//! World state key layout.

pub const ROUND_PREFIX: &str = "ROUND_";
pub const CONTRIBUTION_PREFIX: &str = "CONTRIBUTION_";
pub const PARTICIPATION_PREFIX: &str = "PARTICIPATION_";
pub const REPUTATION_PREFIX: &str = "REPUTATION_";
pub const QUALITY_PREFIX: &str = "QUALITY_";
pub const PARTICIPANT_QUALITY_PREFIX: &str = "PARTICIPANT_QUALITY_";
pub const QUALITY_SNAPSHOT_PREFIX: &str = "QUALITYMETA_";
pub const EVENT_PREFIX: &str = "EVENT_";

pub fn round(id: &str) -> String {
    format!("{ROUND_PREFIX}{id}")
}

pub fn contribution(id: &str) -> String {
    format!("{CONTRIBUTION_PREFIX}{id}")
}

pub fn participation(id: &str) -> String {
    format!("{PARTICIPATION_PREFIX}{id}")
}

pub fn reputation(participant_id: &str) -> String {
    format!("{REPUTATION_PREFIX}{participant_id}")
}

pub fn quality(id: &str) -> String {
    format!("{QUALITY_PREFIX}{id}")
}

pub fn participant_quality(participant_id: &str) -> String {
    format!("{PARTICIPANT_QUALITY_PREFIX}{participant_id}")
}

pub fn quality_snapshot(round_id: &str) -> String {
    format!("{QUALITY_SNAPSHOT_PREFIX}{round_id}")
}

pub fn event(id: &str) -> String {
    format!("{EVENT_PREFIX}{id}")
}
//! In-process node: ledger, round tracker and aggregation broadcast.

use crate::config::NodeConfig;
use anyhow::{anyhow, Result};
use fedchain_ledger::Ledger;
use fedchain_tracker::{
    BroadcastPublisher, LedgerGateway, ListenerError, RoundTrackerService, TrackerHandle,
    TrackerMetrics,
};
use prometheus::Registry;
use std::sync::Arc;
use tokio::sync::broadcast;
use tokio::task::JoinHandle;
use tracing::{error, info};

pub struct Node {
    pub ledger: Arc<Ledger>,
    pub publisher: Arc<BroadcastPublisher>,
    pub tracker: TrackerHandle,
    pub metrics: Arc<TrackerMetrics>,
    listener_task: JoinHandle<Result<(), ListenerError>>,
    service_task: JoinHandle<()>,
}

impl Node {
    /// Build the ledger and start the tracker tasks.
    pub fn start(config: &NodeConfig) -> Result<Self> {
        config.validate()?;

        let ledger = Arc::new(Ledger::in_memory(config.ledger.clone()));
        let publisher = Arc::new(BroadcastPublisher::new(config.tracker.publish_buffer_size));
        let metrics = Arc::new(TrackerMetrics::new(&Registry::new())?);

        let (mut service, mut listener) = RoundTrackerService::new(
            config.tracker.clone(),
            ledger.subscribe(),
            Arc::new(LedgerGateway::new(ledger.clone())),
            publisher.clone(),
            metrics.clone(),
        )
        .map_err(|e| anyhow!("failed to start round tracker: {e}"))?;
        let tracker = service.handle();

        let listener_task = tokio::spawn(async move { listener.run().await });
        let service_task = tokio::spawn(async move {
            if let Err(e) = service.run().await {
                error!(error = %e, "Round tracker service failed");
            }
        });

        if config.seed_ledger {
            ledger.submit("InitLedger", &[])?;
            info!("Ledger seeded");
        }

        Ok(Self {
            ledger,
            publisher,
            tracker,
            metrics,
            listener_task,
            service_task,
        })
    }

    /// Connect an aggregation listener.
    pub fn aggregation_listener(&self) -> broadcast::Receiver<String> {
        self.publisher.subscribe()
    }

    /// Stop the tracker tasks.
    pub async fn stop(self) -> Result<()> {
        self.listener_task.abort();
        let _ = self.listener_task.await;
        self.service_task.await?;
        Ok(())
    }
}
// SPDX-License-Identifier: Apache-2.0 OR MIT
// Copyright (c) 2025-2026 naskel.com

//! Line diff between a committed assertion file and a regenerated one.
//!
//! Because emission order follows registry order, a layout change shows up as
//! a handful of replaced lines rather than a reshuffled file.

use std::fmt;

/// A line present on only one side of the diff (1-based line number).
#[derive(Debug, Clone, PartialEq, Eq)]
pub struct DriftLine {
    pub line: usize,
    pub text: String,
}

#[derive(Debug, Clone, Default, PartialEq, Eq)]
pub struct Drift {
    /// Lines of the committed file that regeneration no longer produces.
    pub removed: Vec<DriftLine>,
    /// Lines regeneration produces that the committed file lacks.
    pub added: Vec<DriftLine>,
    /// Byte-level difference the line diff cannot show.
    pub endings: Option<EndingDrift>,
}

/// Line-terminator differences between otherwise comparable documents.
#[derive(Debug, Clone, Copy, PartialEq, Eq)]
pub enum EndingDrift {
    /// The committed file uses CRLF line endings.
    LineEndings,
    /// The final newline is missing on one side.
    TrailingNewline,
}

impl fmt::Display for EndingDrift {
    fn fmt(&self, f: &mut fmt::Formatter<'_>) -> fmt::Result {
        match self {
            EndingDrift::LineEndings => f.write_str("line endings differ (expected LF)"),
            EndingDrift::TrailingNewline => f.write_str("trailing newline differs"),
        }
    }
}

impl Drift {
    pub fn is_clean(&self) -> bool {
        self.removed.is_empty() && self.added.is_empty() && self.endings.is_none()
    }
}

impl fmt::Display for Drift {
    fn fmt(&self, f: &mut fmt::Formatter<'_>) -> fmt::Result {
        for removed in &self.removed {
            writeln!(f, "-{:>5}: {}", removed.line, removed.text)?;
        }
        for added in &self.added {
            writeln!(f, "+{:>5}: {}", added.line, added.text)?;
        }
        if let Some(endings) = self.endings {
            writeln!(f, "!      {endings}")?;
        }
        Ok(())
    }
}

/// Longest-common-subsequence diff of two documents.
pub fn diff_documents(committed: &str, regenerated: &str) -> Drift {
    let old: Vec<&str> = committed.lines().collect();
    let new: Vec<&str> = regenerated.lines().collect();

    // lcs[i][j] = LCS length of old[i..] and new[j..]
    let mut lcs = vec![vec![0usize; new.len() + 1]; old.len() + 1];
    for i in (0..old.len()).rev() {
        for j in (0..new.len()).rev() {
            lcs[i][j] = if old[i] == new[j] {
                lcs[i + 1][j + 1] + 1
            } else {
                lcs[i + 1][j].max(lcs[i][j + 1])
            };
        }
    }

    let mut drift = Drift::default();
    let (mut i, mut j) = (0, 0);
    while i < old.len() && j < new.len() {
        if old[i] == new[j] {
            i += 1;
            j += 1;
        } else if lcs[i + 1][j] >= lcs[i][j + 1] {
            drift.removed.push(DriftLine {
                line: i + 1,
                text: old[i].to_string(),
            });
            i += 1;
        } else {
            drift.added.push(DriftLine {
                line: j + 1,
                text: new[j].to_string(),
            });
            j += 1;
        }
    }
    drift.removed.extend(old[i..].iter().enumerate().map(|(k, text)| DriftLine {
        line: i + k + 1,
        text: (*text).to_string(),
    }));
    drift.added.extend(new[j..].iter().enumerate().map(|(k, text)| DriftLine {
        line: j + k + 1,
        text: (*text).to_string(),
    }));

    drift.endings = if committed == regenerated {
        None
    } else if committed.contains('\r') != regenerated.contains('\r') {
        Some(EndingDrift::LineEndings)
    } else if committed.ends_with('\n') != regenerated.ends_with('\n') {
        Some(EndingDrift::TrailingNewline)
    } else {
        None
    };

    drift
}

____________________

:: Exercise ::
Line count for the string "LedgerGateway": give the number of lines in the listing that hold it, with no other output.

:: Exercise result ::
2